Saved entries:
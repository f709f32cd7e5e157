//! Inactivity watchdog.
//!
//! One pending timer per session. The timer task only sleeps; everything it
//! decides happens under the session lock in
//! [`SessionRouter::fire_timeout`](super::SessionRouter), where it checks that
//! it is still the current timer before running the callback.

use std::sync::Weak;
use std::time::Duration;

use liveview_protocols::ClientEvent;
use tokio_util::sync::CancellationToken;

use super::{SessionRouter, TimeoutCallback};

/// Handle to the session's pending timer. Dropping it cancels the timer.
pub(crate) struct PendingTimer {
    generation: u64,
    token: CancellationToken,
}

impl PendingTimer {
    /// Spawn the timer task for `router`.
    pub(crate) fn start(
        router: Weak<SessionRouter>,
        generation: u64,
        interval: Duration,
        event: Option<ClientEvent>,
        on_timeout: TimeoutCallback,
    ) -> Self {
        let token = CancellationToken::new();
        let cancelled = token.clone();

        tokio::spawn(async move {
            tokio::select! {
                _ = cancelled.cancelled() => {}
                _ = tokio::time::sleep(interval) => {
                    if let Some(router) = router.upgrade() {
                        router.fire_timeout(generation, event, on_timeout).await;
                    }
                }
            }
        });

        Self { generation, token }
    }

    /// Whether this is the timer started as `generation` and is still armed.
    pub(crate) fn is_current(&self, generation: u64) -> bool {
        self.generation == generation && !self.token.is_cancelled()
    }
}

impl Drop for PendingTimer {
    fn drop(&mut self) {
        self.token.cancel();
    }
}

EXERCISE DESCRIPTION: Beginning at the line that holds "impl Drop for", copy every line through the end of the entries exactly as given, and only those lines.

RESPONSE FOR THIS EXERCISE:
impl Drop for PendingTimer {
    fn drop(&mut self) {
        self.token.cancel();
    }
}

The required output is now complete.